Scan the records that follow, and whenever a line has the word "hints", copy it.

Stored data entries:

== Segment start ==

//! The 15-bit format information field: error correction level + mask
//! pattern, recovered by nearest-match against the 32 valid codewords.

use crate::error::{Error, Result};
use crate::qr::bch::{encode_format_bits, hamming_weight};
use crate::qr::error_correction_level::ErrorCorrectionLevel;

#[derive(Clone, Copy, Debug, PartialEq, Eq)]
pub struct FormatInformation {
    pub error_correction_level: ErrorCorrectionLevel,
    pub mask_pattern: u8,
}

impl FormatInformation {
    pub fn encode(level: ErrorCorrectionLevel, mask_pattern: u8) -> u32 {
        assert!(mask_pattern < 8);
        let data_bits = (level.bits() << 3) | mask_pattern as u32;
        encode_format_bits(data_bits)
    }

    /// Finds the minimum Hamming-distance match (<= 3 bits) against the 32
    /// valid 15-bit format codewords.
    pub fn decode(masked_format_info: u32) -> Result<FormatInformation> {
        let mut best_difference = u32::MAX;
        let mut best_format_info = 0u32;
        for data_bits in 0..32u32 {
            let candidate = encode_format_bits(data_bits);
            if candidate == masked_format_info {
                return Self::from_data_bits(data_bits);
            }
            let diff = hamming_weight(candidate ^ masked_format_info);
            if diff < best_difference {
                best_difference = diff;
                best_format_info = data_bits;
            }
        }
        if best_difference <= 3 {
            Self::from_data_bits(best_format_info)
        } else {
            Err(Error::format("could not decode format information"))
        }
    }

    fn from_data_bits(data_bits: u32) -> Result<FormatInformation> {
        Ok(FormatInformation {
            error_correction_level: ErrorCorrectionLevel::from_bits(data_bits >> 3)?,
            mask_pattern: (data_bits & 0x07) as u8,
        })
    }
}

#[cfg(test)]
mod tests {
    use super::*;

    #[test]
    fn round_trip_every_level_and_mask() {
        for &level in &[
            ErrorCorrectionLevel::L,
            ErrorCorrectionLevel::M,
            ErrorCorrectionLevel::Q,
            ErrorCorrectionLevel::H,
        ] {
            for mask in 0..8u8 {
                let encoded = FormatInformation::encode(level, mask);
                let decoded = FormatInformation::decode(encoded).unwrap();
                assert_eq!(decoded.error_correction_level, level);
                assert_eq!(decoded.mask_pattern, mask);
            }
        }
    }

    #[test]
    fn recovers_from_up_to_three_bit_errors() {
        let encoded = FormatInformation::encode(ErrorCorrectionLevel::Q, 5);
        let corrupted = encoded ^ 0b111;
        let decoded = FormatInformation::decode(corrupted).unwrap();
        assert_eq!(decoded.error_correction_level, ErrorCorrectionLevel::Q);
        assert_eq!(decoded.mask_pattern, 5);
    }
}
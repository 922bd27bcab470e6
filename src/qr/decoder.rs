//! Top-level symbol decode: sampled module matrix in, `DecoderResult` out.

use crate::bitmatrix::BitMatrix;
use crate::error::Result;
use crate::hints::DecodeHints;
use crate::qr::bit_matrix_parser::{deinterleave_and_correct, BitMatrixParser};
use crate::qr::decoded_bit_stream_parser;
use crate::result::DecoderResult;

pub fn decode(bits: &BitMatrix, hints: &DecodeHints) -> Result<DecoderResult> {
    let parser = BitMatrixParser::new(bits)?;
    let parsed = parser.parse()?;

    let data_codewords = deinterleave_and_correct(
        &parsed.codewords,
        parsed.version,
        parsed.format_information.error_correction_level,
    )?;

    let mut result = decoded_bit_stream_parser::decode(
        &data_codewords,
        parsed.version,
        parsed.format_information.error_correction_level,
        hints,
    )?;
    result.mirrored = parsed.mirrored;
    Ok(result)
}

== Segment end ==

# EXERCISE RESULT
use crate::hints::DecodeHints;
pub fn decode(bits: &BitMatrix, hints: &DecodeHints) -> Result<DecoderResult> {
        hints,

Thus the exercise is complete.